By Kevin Collison
The cost of extending the streetcar from downtown to UMKC has increased to $316 million, up 26.4 percent from the previous $250 million estimate, according to an application for federal funding submitted last week by the Kansas City Streetcar Authority.
Much of the increase is related to policy changes in Washington, streetcar officials say, including requiring a larger embedded risk contingency in the budget, potential price increases due to tariffs and stiffer, more costly Buy American requirements.
The higher cost of inflation and labor also are a factor.
“Over the past year or two, bids are coming in higher in our industry leading to market uncertainty and heightened risk,” said Tom Gerend, executive director of the authority.
“The Federal Transit Administration is saying you need to account for more contingency to manage that risk.”
He emphasized that while the federal ask has grown from $100 million to $151.6 million in the application, the local funding share has remained at $165 million. The scope of the project also is unchanged.
“The good news is the approved TDD (Transportation Development District) is sufficient to fund the local share, no additional local money is required,” Gerend said.
Gerend estimated $105 million or 33.2 percent of the new streetcar extension budget covers the contingencies required by the feds.

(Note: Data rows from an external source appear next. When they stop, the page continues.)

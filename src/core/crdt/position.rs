// src/core/crdt/position.rs

//! Fractional position keys for list ordering.
//!
//! A position is a non-empty string of bytes in the printable ASCII range,
//! compared by plain byte order. `between` always produces a key strictly
//! inside the given bounds, so any two adjacent items admit an unbounded
//! number of insertions between them.

/// Exclusive lower bound digit. Never produced as a trailing digit.
const MIN: u8 = 0x20;
/// Exclusive upper bound digit. Never appears in a position.
const MAX: u8 = 0x7F;

/// Position for the first element of an empty list.
pub fn first() -> String {
    between(None, None)
}

/// Position strictly after `pos` (appending at the end).
pub fn after(pos: &str) -> String {
    between(Some(pos), None)
}

/// Position strictly before `pos` (prepending at the start).
pub fn before(pos: &str) -> String {
    between(None, Some(pos))
}

/// Produces a position strictly between `lo` and `hi`, where `None` means
/// the corresponding open end of the key space. Requires `lo < hi` when both
/// are given; a violated precondition falls back to ignoring `hi`.
pub fn between(lo: Option<&str>, hi: Option<&str>) -> String {
    let lo_bytes = lo.unwrap_or("").as_bytes();
    let mut hi_bytes = hi.unwrap_or("").as_bytes();
    if !lo_bytes.is_empty() && !hi_bytes.is_empty() && lo_bytes >= hi_bytes {
        debug_assert!(false, "position bounds out of order");
        hi_bytes = &[];
    }

    let mut out: Vec<u8> = Vec::with_capacity(lo_bytes.len() + 1);
    let mut i = 0;
    loop {
        let dl = *lo_bytes.get(i).unwrap_or(&MIN);
        let dh = *hi_bytes.get(i).unwrap_or(&MAX);
        if dl == dh {
            out.push(dl);
            i += 1;
            continue;
        }
        if dh - dl > 1 {
            out.push(dl + (dh - dl) / 2);
            break;
        }
        // Adjacent digits: settle below `hi` here, then bisect the low tail
        // against the open upper end.
        out.push(dl);
        i += 1;
        loop {
            let dl = *lo_bytes.get(i).unwrap_or(&MIN);
            if MAX - dl > 1 {
                out.push(dl + (MAX - dl) / 2);
                break;
            }
            out.push(dl);
            i += 1;
        }
        break;
    }
    String::from_utf8(out).expect("position digits are ASCII")
}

The jump also means the Kansas City streetcar extension project is competing for funding in a different federal transportation program. Its application is now in what’s called the “New Starts” program which covers projects over $300 million.
While the competition now will be with some heavyweight rail projects including subway and light rail proposals in major cities, the New Starts program does provide more generous federal participation.
The previous “Small Starts” program for projects below $300 million had a $100 million federal cap. The New Starts program has no set limit to federal aid and a 50/50 target is common.
“We think our evaluation and application will compete favorably with projects across the country,” Gerend said. “We’ll be up against billion and billion and a half dollar projects, legacy systems.
“We think there’s a sweet spot for lower end of the New Start program.”
The next step will occur this winter when the streetcar authority learns how its application request has been rated by federal transportation officials. That will establish its priority for federal funding.
“The program has had strong Congressional support, although the administration has been slow to add new projects,” Gerend said.
“We think we’ll get a strong rating, which would allow our Congressional delegation to persuade the administration to add the project.”
Gerend also observed Kansas City has not been in the hunt for rail transit funding while cities including Denver, Minneapolis and Dallas have received hundreds of million of dollars in federal assistance.
“We have not procured our fair share of resources over the years,” he observed.
The strength of the local funding component in Kansas City also should help lobby for help in Washington, Gerend believes.
The relatively unique TDD approach used in Missouri, in which a district is established that raises money from increased sales taxes and property taxes along the route, has impressed cities around the country.
“They (federal officials) are using our downtown project as a unique way to generate local funding as a best practice around the country,” he said.
If things go well in Washington, the streetcar authority would like the Main Street extension project included in the 2020 federal budget. That would allow for a construction start in 2021-22 and the new service in operation by late 2023.